A wildfire spotting and control aircraft crashed in northwest Arizona Saturday, killing the pilot and a career firefighter. Pilot Matthew Miller, 48, and Air Tactical Group Supervisor Jeff Piechura, 62, were executing “visual reconnaissance and aviation command and control” over the Cedar Basin Fire in a Beechcraft King Air C-90 at the time of the crash.
Raymond Suazo, the Bureau of Land Management Arizona state director, released a statement Sunday on the crash.
“Our hearts and most sincere condolences are with the families, friends and colleagues of both individuals lost in this tragic accident,” Suazo said in the statement. “This reminds us of the inherent risks involved in wildland firefighting and the gratitude we owe to the courageous and committed men and women who serve willingly to protect lives, communities and natural resources.”

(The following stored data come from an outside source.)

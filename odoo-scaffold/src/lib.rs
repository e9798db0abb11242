//! # odoo-scaffold
//!
//! Generate complete, installable Odoo addon modules from declarative model
//! descriptions.
//!
//! Given a configuration document (JSON or YAML) describing models and their
//! typed fields, the generator deterministically renders every artifact an
//! addon needs: Python model sources, tree/form/search/kanban view XML,
//! menu and action XML, an access-rights CSV, the `__manifest__.py`, demo
//! records, documentation and static assets — with all cross-file
//! identifiers derived through a single naming module so references never
//! drift apart.
//!
//! ```no_run
//! use serde_json::json;
//! use odoo_scaffold::{GenerateOptions, ModuleGenerator};
//!
//! # fn main() -> odoo_scaffold::Result<()> {
//! let config = json!({
//!     "module": {"name": "Event Management"},
//!     "models": [{
//!         "name": "event.custom",
//!         "fields": [
//!             {"name": "name", "type": "char", "required": true},
//!             {"name": "status", "type": "selection",
//!              "selection": [["draft", "Draft"], ["done", "Done"]]}
//!         ]
//!     }]
//! });
//! let generator = ModuleGenerator::new();
//! let outcome = generator.generate(
//!     &config,
//!     std::path::Path::new("./output"),
//!     "event_management",
//!     &GenerateOptions::default(),
//! )?;
//! assert!(outcome.report.is_complete());
//! # Ok(())
//! # }
//! ```

pub mod assemble;
pub mod defaults;
pub mod error;
pub mod generator;
pub mod naming;
pub mod render;
pub mod spec;
pub mod templates;
pub mod validate;

pub use assemble::{CompletenessReport, GenerateOptions, ModuleAssembler};
pub use defaults::StarterKind;
pub use error::{Error, Result};
pub use generator::{load_config, make_starter_config, GenerationOutcome, ModuleGenerator};
pub use render::{GlobalNavConfig, MenuBuilder, ModelBuilder, NavConfig, ViewBuilder};
pub use spec::{DefaultValue, FieldKind, FieldSpec, ModelSpec, ModuleSpec};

The Department of Interior Office of Aviation Services, the National Transportation Safety Board, and the Federal Aviation Administration are all investigating the crash.
Miller was a trained fire pilot from Falcon Executive Aviation Inc. and was contracted by the US Forest Service.

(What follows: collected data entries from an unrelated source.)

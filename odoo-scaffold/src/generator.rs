//! High-level entry points: parse, validate and assemble in one call.

use std::fs;
use std::path::{Path, PathBuf};

use serde_json::Value;

use crate::assemble::{CompletenessReport, GenerateOptions, ModuleAssembler};
use crate::defaults::{self, StarterKind};
use crate::error::{Error, Result};
use crate::naming;
use crate::render::GlobalNavConfig;
use crate::spec::{self, ModelSpec, ModuleSpec};
use crate::validate;

/// The result of one generation run.
#[derive(Debug)]
pub struct GenerationOutcome {
    /// The generated module directory.
    pub path: PathBuf,
    /// Structural completeness of the output tree.
    pub report: CompletenessReport,
}

/// Orchestrates parsing, validation and assembly.
///
/// Stateless across runs; the library emits `tracing` events scoped to each
/// call and never installs a subscriber.
pub struct ModuleGenerator {
    assembler: ModuleAssembler,
}

impl ModuleGenerator {
    /// Create a generator with the default assembler.
    #[must_use]
    pub fn new() -> Self {
        Self {
            assembler: ModuleAssembler::new(),
        }
    }

    /// Generate a module from an already-parsed configuration document.
    ///
    /// The document's top-level keys are `module`, `models` and optionally
    /// `global_menu`; a `global_menu` section overrides
    /// `options.global_nav`.
    ///
    /// # Errors
    ///
    /// Returns [`Error::Config`] for malformed or invalid input (before any
    /// file is written) and [`Error::Resource`] for filesystem failures.
    pub fn generate(
        &self,
        config: &Value,
        output_root: &Path,
        module_name: &str,
        options: &GenerateOptions,
    ) -> Result<GenerationOutcome> {
        let (models, module) = self.check(config, module_name)?;

        let mut options = options.clone();
        if let Some(global_menu) = config.get("global_menu") {
            options.global_nav = GlobalNavConfig::from_value(Some(global_menu));
        }

        let (path, report) =
            self.assembler
                .assemble(output_root, module_name, &models, &module, &options)?;
        tracing::info!(path = %path.display(), complete = report.is_complete(), "module generated");
        Ok(GenerationOutcome { path, report })
    }

    /// Generate a module from a JSON or YAML configuration file.
    ///
    /// The module directory name falls back to the config's `module.name`
    /// (sanitized), then to the file stem.
    ///
    /// # Errors
    ///
    /// Returns [`Error::ConfigFileNotFound`] when the file does not exist,
    /// [`Error::UnsupportedFormat`] for an unrecognized extension, and the
    /// errors of [`ModuleGenerator::generate`].
    pub fn generate_from_file(
        &self,
        config_path: &Path,
        output_root: &Path,
        module_name: Option<&str>,
        options: &GenerateOptions,
    ) -> Result<GenerationOutcome> {
        let config = load_config(config_path)?;
        let name = module_name.map_or_else(
            || derive_module_name(&config, config_path),
            ToString::to_string,
        );
        self.generate(&config, output_root, &name, options)
    }

    /// Parse and validate a configuration document without writing anything.
    ///
    /// # Errors
    ///
    /// Returns [`Error::Config`] describing the first problem found.
    pub fn check(
        &self,
        config: &Value,
        fallback_name: &str,
    ) -> Result<(Vec<ModelSpec>, ModuleSpec)> {
        let models_raw = match config.get("models") {
            Some(Value::Array(entries)) => entries.as_slice(),
            Some(_) => return Err(Error::config("`models` section must be a list")),
            None => &[],
        };
        let models = spec::parse_models(models_raw)?;
        let module = spec::parse_module(config.get("module"), fallback_name)?;
        validate::validate(&models, &module)?;
        Ok((models, module))
    }
}

impl Default for ModuleGenerator {
    fn default() -> Self {
        Self::new()
    }
}

/// Load a configuration document from a JSON or YAML file.
///
/// # Errors
///
/// Returns [`Error::ConfigFileNotFound`] when the file is absent,
/// [`Error::UnsupportedFormat`] for an unknown extension and
/// [`Error::Config`] when the document does not parse.
pub fn load_config(path: &Path) -> Result<Value> {
    if !path.exists() {
        return Err(Error::ConfigFileNotFound(path.to_path_buf()));
    }
    let text = fs::read_to_string(path)
        .map_err(|e| Error::resource("read file", path.to_path_buf(), e))?;
    let extension = path
        .extension()
        .and_then(|e| e.to_str())
        .map(str::to_lowercase);
    match extension.as_deref() {
        Some("json") => serde_json::from_str(&text).map_err(|e| {
            Error::config(format!("failed to parse {}: {e}", path.display()))
        }),
        Some("yaml" | "yml") => serde_yaml::from_str(&text).map_err(|e| {
            Error::config(format!("failed to parse {}: {e}", path.display()))
        }),
        _ => Err(Error::UnsupportedFormat(path.to_path_buf())),
    }
}

/// Write a starter configuration file for the given template kind, as JSON
/// or YAML depending on the target extension.
///
/// # Errors
///
/// Returns [`Error::Resource`] when the file cannot be written.
pub fn make_starter_config(kind: StarterKind, output_path: &Path) -> Result<PathBuf> {
    let config = defaults::starter_config(kind);
    let is_json = output_path
        .extension()
        .and_then(|e| e.to_str())
        .is_some_and(|e| e.eq_ignore_ascii_case("json"));
    let content = if is_json {
        serde_json::to_string_pretty(&config)
            .map_err(|e| Error::config(format!("failed to serialize starter config: {e}")))?
    } else {
        serde_yaml::to_string(&config)
            .map_err(|e| Error::config(format!("failed to serialize starter config: {e}")))?
    };
    fs::write(output_path, content)
        .map_err(|e| Error::resource("write file", output_path.to_path_buf(), e))?;
    tracing::info!(kind = %kind, path = %output_path.display(), "starter config written");
    Ok(output_path.to_path_buf())
}

fn derive_module_name(config: &Value, config_path: &Path) -> String {
    config
        .get("module")
        .and_then(|m| m.get("name"))
        .and_then(Value::as_str)
        .map(naming::sanitize_module_name)
        .filter(|name| !name.is_empty())
        .unwrap_or_else(|| {
            config_path
                .file_stem()
                .map_or_else(|| "generated_module".to_string(), |stem| {
                    naming::sanitize_module_name(&stem.to_string_lossy())
                })
        })
}

#[cfg(test)]
mod tests {
    use super::*;
    use serde_json::json;

    #[test]
    fn check_rejects_invalid_documents() {
        let generator = ModuleGenerator::new();
        let err = generator
            .check(&json!({"models": "not a list"}), "m")
            .unwrap_err();
        assert!(err.to_string().contains("must be a list"));

        let err = generator.check(&json!({}), "m").unwrap_err();
        assert!(err.to_string().contains("at least one model"));
    }

    #[test]
    fn check_accepts_starter_configs() {
        let generator = ModuleGenerator::new();
        for kind in StarterKind::ALL {
            let config = defaults::starter_config(kind);
            generator.check(&config, "starter").unwrap();
        }
    }

    #[test]
    fn derive_module_name_prefers_config() {
        let config = json!({"module": {"name": "My Module!"}});
        assert_eq!(
            derive_module_name(&config, Path::new("unused.yaml")),
            "my_module"
        );
        assert_eq!(
            derive_module_name(&json!({}), Path::new("dir/event-config.yaml")),
            "event_config"
        );
    }
}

Piechura was a retired Northwest Fire District chief, also known as “Chief Pie,” according to a press release from the Northwest Fire District. He served as NWF’s first fire chief, taking on the new role in November 1988. He retired from NWF 24 years later but continued working for different West Coast fire departments and the US Forest Service, for which he was doing contract work at the time of his death.
Piechura had flown many air tactical group supervisor “air attack” missions throughout California and other states, NWF said in the statement. He interacted with thousands of firefighters throughout the country. As the air attack element during a fire, Piechura controlled aircraft and ground firefighters, deconflicting airborne traffic and focusing on threats ground elements cannot see.

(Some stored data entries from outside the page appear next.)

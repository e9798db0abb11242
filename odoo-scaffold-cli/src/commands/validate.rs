//! Configuration validation command

use std::path::PathBuf;

use anyhow::Result;
use console::style;

use odoo_scaffold::ModuleGenerator;

/// Validate a configuration file and summarize its contents
pub struct ValidateCommand {
    config_path: PathBuf,
}

impl ValidateCommand {
    /// Create a new command instance
    #[must_use]
    pub const fn new(config_path: PathBuf) -> Self {
        Self { config_path }
    }

    /// Execute the command
    ///
    /// # Errors
    ///
    /// Returns an error when the file cannot be loaded or the configuration
    /// is invalid.
    pub fn execute(&self) -> Result<()> {
        let config = odoo_scaffold::load_config(&self.config_path)?;
        let generator = ModuleGenerator::new();
        let (models, module) = generator.check(&config, "generated_module")?;

        println!(
            "{} {}",
            style("✓").green().bold(),
            style(format!("{} is valid", self.config_path.display())).bold()
        );
        println!();
        println!("{} {}", style("Module:").bold(), module.name);
        println!("{} {}", style("Version:").bold(), module.version);
        println!("{} {}", style("Depends:").bold(), module.depends.join(", "));
        println!();
        println!("{}", style("Models:").bold());
        for model in &models {
            println!(
                "  {} {} ({} fields, groups: {})",
                style("•").cyan(),
                model.name,
                model.fields.len(),
                model.security_groups.join(", ")
            );
        }

        Ok(())
    }
}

“Piechura’s passing leaves a tremendous void in the lives of his beloved family, friends, and the thousands of firefighters across the country he worked with,” the NWF press release states. “His professional accomplishments are far too many to be captured in a single document and his personal impact on those who knew him is too immense to comprehend. For those of us fortunate enough to work with Jeff, or ‘Chief Pie,’ we will forever miss his warm smile, firm handshake, and endearing embrace he gave those around him.”
From Jan. 1 to July 5, 2021, 54 firefighters have died in the line of duty, not including Saturday’s fatalities, according to the US Fire Administration.